Because the more we give instructions to our partner on things the more we might feel that they’re only doing it because we asked for it in that way. So be creative and try different things until you find which method or combination of methods works wonders for your partner and relationship. These little gestures will make the entire difference.
Just remember that everyone is different, so don’t expect your partner to react the same way you would in any given situation. Be patient and understanding, and they’ll likely return the favor when you need it most.
3- React better to your disagreements and arguments:
We’ve all been there before. Your partner says something that rubs you the wrong way or does something that hurts your feelings. In the heat of the moment, it can be tempting to lash out and say something that you’ll both regret later. However, there is a better way to handle these situations. The next time your partner upsets you, try taking a deep breath and counting to ten before you say anything.
This will help you to avoid saying something in the heat of the moment that you’ll later regret. If you’re still feeling upset after you’ve calmed down, try expressing your feelings to your partner in a calm and rational manner.
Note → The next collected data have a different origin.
//! Normalization of continuous time features and its inverse.
//!
//! A sequence model is trained on normalized durations and waiting times.
//! [`normalize`] applies the training-time transform, [`rescale`] maps a
//! model output back to real units (seconds). The pair is an exact inverse
//! for every method except `max`, whose inverse rounds to the nearest
//! integer (ties to even).
//!
//! | method     | normalize                          | rescale                               |
//! |------------|------------------------------------|---------------------------------------|
//! | `lognorm`  | `(ln1p(x) - min) / (max - min)`    | `expm1(v * (max - min) + min)`        |
//! | `normal`   | `(x - min) / (max - min)`          | `v * (max - min) + min`               |
//! | `standard` | `(x - mean) / std`                 | `v * std + mean`                      |
//! | `max`      | `x / max`                          | `round(v * max)`                      |
//! | identity   | `x`                                | `v`                                   |

use schemars::JsonSchema;
use serde::{Deserialize, Serialize};
use std::fmt;
use std::str::FromStr;
use thiserror::Error;

/// Errors from normalization and rescaling.
#[derive(Debug, Clone, PartialEq, Error)]
pub enum ScaleError {
    #[error("unknown normalization method: {0}")]
    UnknownMethod(String),

    #[error("scale argument '{field}' is required by method '{method}'")]
    MissingArgument {
        method: NormMethod,
        field: &'static str,
    },

    #[error("degenerate scale arguments for method '{method}': {message}")]
    DegenerateRange { method: NormMethod, message: String },
}

/// Normalization method used at training time.
#[derive(Debug, Clone, Copy, PartialEq, Eq, Hash, Default, Serialize, Deserialize, JsonSchema)]
#[serde(rename_all = "lowercase")]
pub enum NormMethod {
    /// Min-max scaling of `ln(1 + x)`.
    Lognorm,
    /// Min-max scaling.
    Normal,
    /// Z-score standardization.
    Standard,
    /// Division by the maximum.
    Max,
    /// No normalization.
    #[default]
    Identity,
}

impl NormMethod {
    /// Parse an optional method name as stored in a model parameter file.
    ///
    /// `None`, `"none"` and `"None"` all select [`NormMethod::Identity`].
    pub fn parse(name: Option<&str>) -> Result<Self, ScaleError> {
        match name {
            None => Ok(NormMethod::Identity),
            Some(s) => s.parse(),
        }
    }

    pub fn as_str(&self) -> &'static str {
        match self {
            NormMethod::Lognorm => "lognorm",
            NormMethod::Normal => "normal",
            NormMethod::Standard => "standard",
            NormMethod::Max => "max",
            NormMethod::Identity => "none",
        }
    }
}

impl FromStr for NormMethod {
    type Err = ScaleError;

    fn from_str(s: &str) -> Result<Self, Self::Err> {
        match s {
            "lognorm" => Ok(NormMethod::Lognorm),
            "normal" => Ok(NormMethod::Normal),
            "standard" => Ok(NormMethod::Standard),
            "max" => Ok(NormMethod::Max),
            "none" | "None" | "" => Ok(NormMethod::Identity),
            other => Err(ScaleError::UnknownMethod(other.to_string())),
        }
    }
}

impl fmt::Display for NormMethod {
    fn fmt(&self, f: &mut fmt::Formatter<'_>) -> fmt::Result {
        f.write_str(self.as_str())
    }
}

/// Per-feature normalization parameters.
///
/// Only the fields required by the active method need to be present.
#[derive(Debug, Clone, Copy, Default, PartialEq, Serialize, Deserialize, JsonSchema)]
pub struct ScaleArgs {
    #[serde(default, skip_serializing_if = "Option::is_none")]
    pub max_value: Option<f64>,
    #[serde(default, skip_serializing_if = "Option::is_none")]
    pub min_value: Option<f64>,
    #[serde(default, skip_serializing_if = "Option::is_none")]
    pub mean: Option<f64>,
    #[serde(default, skip_serializing_if = "Option::is_none")]
    pub std: Option<f64>,
}

impl ScaleArgs {
    pub fn min_max(min_value: f64, max_value: f64) -> Self {
        Self {
            max_value: Some(max_value),
            min_value: Some(min_value),
            ..Self::default()
        }
    }

    pub fn mean_std(mean: f64, std: f64) -> Self {
        Self {
            mean: Some(mean),
            std: Some(std),
            ..Self::default()
        }
    }

    pub fn max(max_value: f64) -> Self {
        Self {
            max_value: Some(max_value),
            ..Self::default()
        }
    }

    fn field(value: Option<f64>, method: NormMethod, field: &'static str) -> Result<f64, ScaleError> {
        value.ok_or(ScaleError::MissingArgument { method, field })
    }

    fn bounds(&self, method: NormMethod) -> Result<(f64, f64), ScaleError> {
        let min = Self::field(self.min_value, method, "min_value")?;
        let max = Self::field(self.max_value, method, "max_value")?;
        Ok((min, max))
    }

    /// Check that the arguments are usable for `method` in both directions.
    pub fn check(&self, method: NormMethod) -> Result<(), ScaleError> {
        match method {
            NormMethod::Lognorm | NormMethod::Normal => {
                let (min, max) = self.bounds(method)?;
                if !(max - min).is_normal() {
                    return Err(ScaleError::DegenerateRange {
                        method,
                        message: format!("max_value ({max}) must differ from min_value ({min})"),
                    });
                }
            }
            NormMethod::Standard => {
                Self::field(self.mean, method, "mean")?;
                let std = Self::field(self.std, method, "std")?;
                if !std.is_normal() {
                    return Err(ScaleError::DegenerateRange {
                        method,
                        message: format!("std must be non-zero and finite, got {std}"),
                    });
                }
            }
            NormMethod::Max => {
                let max = Self::field(self.max_value, method, "max_value")?;
                if !max.is_normal() {
                    return Err(ScaleError::DegenerateRange {
                        method,
                        message: format!("max_value must be non-zero and finite, got {max}"),
                    });
                }
            }
            NormMethod::Identity => {}
        }
        Ok(())
    }
}

/// Map a normalized model output back to real units.
pub fn rescale(value: f64, method: NormMethod, args: &ScaleArgs) -> Result<f64, ScaleError> {
    let out = match method {
        NormMethod::Lognorm => {
            let (min, max) = args.bounds(method)?;
            (value * (max - min) + min).exp_m1()
        }
        NormMethod::Normal => {
            let (min, max) = args.bounds(method)?;
            value * (max - min) + min
        }
        NormMethod::Standard => {
            let mean = ScaleArgs::field(args.mean, method, "mean")?;
            let std = ScaleArgs::field(args.std, method, "std")?;
            value * std + mean
        }
        NormMethod::Max => {
            let max = ScaleArgs::field(args.max_value, method, "max_value")?;
            (value * max).round_ties_even()
        }
        NormMethod::Identity => value,
    };
    Ok(out)
}

/// [`rescale`] with the method given by name, as stored in parameter files.
pub fn rescale_named(value: f64, method: Option<&str>, args: &ScaleArgs) -> Result<f64, ScaleError> {
    rescale(value, NormMethod::parse(method)?, args)
}

/// Apply the training-time normalization to a real value.
pub fn normalize(value: f64, method: NormMethod, args: &ScaleArgs) -> Result<f64, ScaleError> {
    args.check(method)?;
    let out = match method {
        NormMethod::Lognorm => {
            let (min, max) = args.bounds(method)?;
            (value.ln_1p() - min) / (max - min)
        }
        NormMethod::Normal => {
            let (min, max) = args.bounds(method)?;
            (value - min) / (max - min)
        }
        NormMethod::Standard => {
            let mean = ScaleArgs::field(args.mean, method, "mean")?;
            let std = ScaleArgs::field(args.std, method, "std")?;
            (value - mean) / std
        }
        NormMethod::Max => {
            let max = ScaleArgs::field(args.max_value, method, "max_value")?;
            value / max
        }
        NormMethod::Identity => value,
    };
    Ok(out)
}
This will help them to understand how their actions made you feel, and it will also give them a chance to explain their side of the story. By handling conflict in a constructive way, you can help to build a stronger and more loving relationship with your partner.
And making up after an argument can also become a pleasing sweet moment where you verbally express to them how much you love them and how much you try to control your emotions to prove that you care about them. This will be a beautiful form of reassurance as you would refrain from saying hurtful things that can make your partner lose security and faith in the relationship.
4- Pay attention to the small details:
One small gesture can go a long way in reassuring your partner that you love them every day. Something as simple as making them breakfast in bed, giving them a kiss before you leave for work, or sending them a sweet text message can let them know that they are always on your mind.
Paying attention to the things that are important to them and making an effort to include them in your daily plans is also a great way to show how much you care.
Above all, always be ready to listen when they need to talk and be willing to put their needs above your own. By making small reminders like these part of your everyday routine, you can let your partner know that their happiness is always your top priority.